Première fois que je poste sur un groupe bio.xxx, salutations.
Il y a quelques jours, un contributeur de fr.rec.arts.litterature (un endroit où
il est, de fait, rarement question de littérature !) a envoyé ce lien :
http://www.koreus.com/media/inner-life-cell.html
Quelqu'un lui a répondu en substance que c'était effectivement très beau, mais
d'un intérêt modéré si l'on ne savait pas précisément ce que l'on voyait.
http://groups.google.fr/group/fr.rec.arts.litterature/browse_thread/thread/aa61c
b29b9a2f5e7/416885a73502021c
J'ai alors trouvé sur un réseau bien connu de partage de fichiers la version
longue et commentée (en langue de chat qu'espère, oeuf corse) de cette vidéo, et
me suis amusé à retranscrire intégralement le commentaire. N'ayant pas eu
d'écho, même de la part de l'initiateur du fil (il est vrai quelque peu
lunatique), je me permets de recopier ça ici ; tous compléments, corrections,
commentaires bienvenus. Je pourrais également me lancer dans une traduction,
avec l'aide éventuelle des autres intervenants. (Et pourquoi pas créer un
fichier sous-titré qui serait mis en partage de la même manière.)
Voici :
ed2k://|file|Siggraph.2006.Inner.life.of.a.cell.-.long.version.mp4|77704370|9AFA
09BC4B1EDAAAB95DC857EE250C14|/
[Texte retranscrit à l'oreille. Suivi d'un [?], les mots dont je ne suis pas
sûr, ou que j'ai dû rechercher à tâtons, un [???] remplaçant les mots non
identifiés.]
« While red blood cells are carried away at high velocity by a strong blood
flow, leukocytes roll slowly on endothelial cells. P-selectin and endothelial
cells interact with pSGL1 -- a glycoprotein on leukocyte microvilli [?].
Leukocytes pushed by the blood flow adhere and roll on endothelial cells because
existing interactions are broken, while new ones are formed. These interactions
are possible because the extended extracellular domains of both proteins emerge
from the extracellular matrix, which covers the surface of both cell types. The
outer leaflet [?] of the lipid bind layer is rich in sphingolipids and
phosphatidylcholine. Sphingolipids-rich rafts, raised above the rest of the
leaflet [?], recruit specific membrane proteins. Rafts' rigidity is caused by
the tight packing of cholesterol molecules against the straight sphingolipid
hydrocarbon [?] chains. Outside the rafts, [???] unsaturated hydrocarbon chains
and lower cholesterol concentrations result in increased fluidity. At sites of
inflammation, secreted chemokines, bound to heparan-sulfate [?] proteoglycan on
endothelial cells, are presented to leukocyte seven-transmembrane [?] receptors.
The binding stimulates leukocytes and triggers an intracellular cascade of
signaling reactions. The inner leaflet of the biolayer [?] has a very different
composition than that of the outer layer.
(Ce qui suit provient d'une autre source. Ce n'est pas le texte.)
// Copyright (C) 2025 Piers Finlayson <piers@piers.rocks>
//
// MIT License

use clap::{Parser, Subcommand};
use std::path::PathBuf;

#[derive(Parser, Debug)]
#[command(name = "kale-edit")]
#[command(about = "Kirby's Adventure level tools")]
#[command(version)]
#[command(after_help = "Use 'help <subcommand>' for detailed options (e.g., 'help import-level')")]
pub struct Cli {
    #[command(subcommand)]
    pub command: Commands,

    /// JSON file overriding the built-in ROM layout
    #[arg(long, global = true)]
    pub layout: Option<PathBuf>,

    /// Replace levels that fail to load with empty levels instead of
    /// stopping
    #[arg(long, global = true)]
    pub lenient: bool,

    /// Write the modified ROM here instead of over the input
    #[arg(short, long, global = true)]
    pub output: Option<PathBuf>,

    /// Overwrite existing output files
    #[arg(long, global = true)]
    pub overwrite: bool,

    /// Automatically answer [y]es to questions
    #[arg(short = 'y', long, global = true)]
    pub yes: bool,

    /// Debug logging (RUST_LOG overrides)
    #[arg(short, long, global = true)]
    pub verbose: bool,
}

#[derive(Subcommand, Debug, Clone, PartialEq, Eq)]
pub enum Commands {
    /// Outputs a summary of the ROM: header, free space, exit usage and
    /// level sizes
    Info {
        /// ROM image (.nes)
        rom: PathBuf,
    },
    /// Outputs one level's header, sprites and exits
    Level {
        /// ROM image (.nes)
        rom: PathBuf,
        /// Level number (decimal, or hex as 0x1F or $1F)
        #[arg(value_parser = parse_number)]
        level: usize,
        /// Output the level as a course file on stdout
        #[arg(long)]
        json: bool,
    },
    /// Saves a level to a course file
    ExportLevel {
        /// ROM image (.nes)
        rom: PathBuf,
        /// Level number (decimal, or hex as 0x1F or $1F)
        #[arg(value_parser = parse_number)]
        level: usize,
        /// Course file to write
        out: PathBuf,
    },
    /// Replaces a level with a course file and repacks the ROM
    ImportLevel {
        /// ROM image (.nes)
        rom: PathBuf,
        /// Level number (decimal, or hex as 0x1F or $1F)
        #[arg(value_parser = parse_number)]
        level: usize,
        /// Course file to read
        input: PathBuf,
    },
    /// Loads and repacks every level, tileset and table
    ///
    /// With --lenient this rebuilds ROMs containing broken levels.
    Repack {
        /// ROM image (.nes)
        rom: PathBuf,
    },
    /// Applies an IPS patch, e.g. the map expansion patch
    Patch {
        /// ROM image (.nes)
        rom: PathBuf,
        /// IPS patch file
        ips: PathBuf,
    },
    /// Outputs the ROM layout in use as JSON
    Layout,
}

/// Parses decimal, `0x1F` or `$1F`.
pub fn parse_number(s: &str) -> Result<usize, String> {
    let hex = s
        .strip_prefix("0x")
        .or_else(|| s.strip_prefix("0X"))
        .or_else(|| s.strip_prefix('$'));
    match hex {
        Some(digits) => usize::from_str_radix(digits, 16),
        None => s.parse(),
    }
    .map_err(|_| format!("Invalid number: {}", s))
}

#[cfg(test)]
mod tests {
    use super::*;

    #[test]
    fn test_parse_number() {
        assert_eq!(parse_number("31"), Ok(31));
        assert_eq!(parse_number("0x1F"), Ok(0x1F));
        assert_eq!(parse_number("$146"), Ok(0x146));
        assert!(parse_number("1F").is_err());
        assert!(parse_number("0x").is_err());
    }

    #[test]
    fn test_global_flags_after_subcommand() {
        let cli = Cli::try_parse_from([
            "kale-edit",
            "import-level",
            "kirby.nes",
            "0x10",
            "level.json",
            "-o",
            "out.nes",
            "-y",
            "--lenient",
        ])
        .unwrap();
        assert_eq!(
            cli.command,
            Commands::ImportLevel {
                rom: "kirby.nes".into(),
                level: 0x10,
                input: "level.json".into(),
            }
        );
        assert_eq!(cli.output, Some("out.nes".into()));
        assert!(cli.yes && cli.lenient && !cli.overwrite);
    }
}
While some proteins traverse the
membrane, others are rather ancred into the inner leaflet by covalantly attached
fatty acid chains, or are recruited through non-covalent interactions with
membrane proteins. The membrane-bound protein comlexes are critical for the
transmission of signals across the plasma membrane. Beneath [?] the lipid
biolayer, spectrin tetramers, arranged into a hexagonal network, are ancred by
membrane proteins. This network forms the membrane skeleton that contributes to
membrane stability, and membrane protein distribution. The cytoskeleton is
comprised of networks of filamentous proteins that are responsible for the
special organisation of cytosolic components. Inside microvilli, actin filaments
form tight parallels bundles [?], which are stabilized by cross-linking
proteins -- while deeper inside the cells, the actin networks adopt a gel-like
structure, stabilized by a variety of actin-binding proteins. Filaments, [???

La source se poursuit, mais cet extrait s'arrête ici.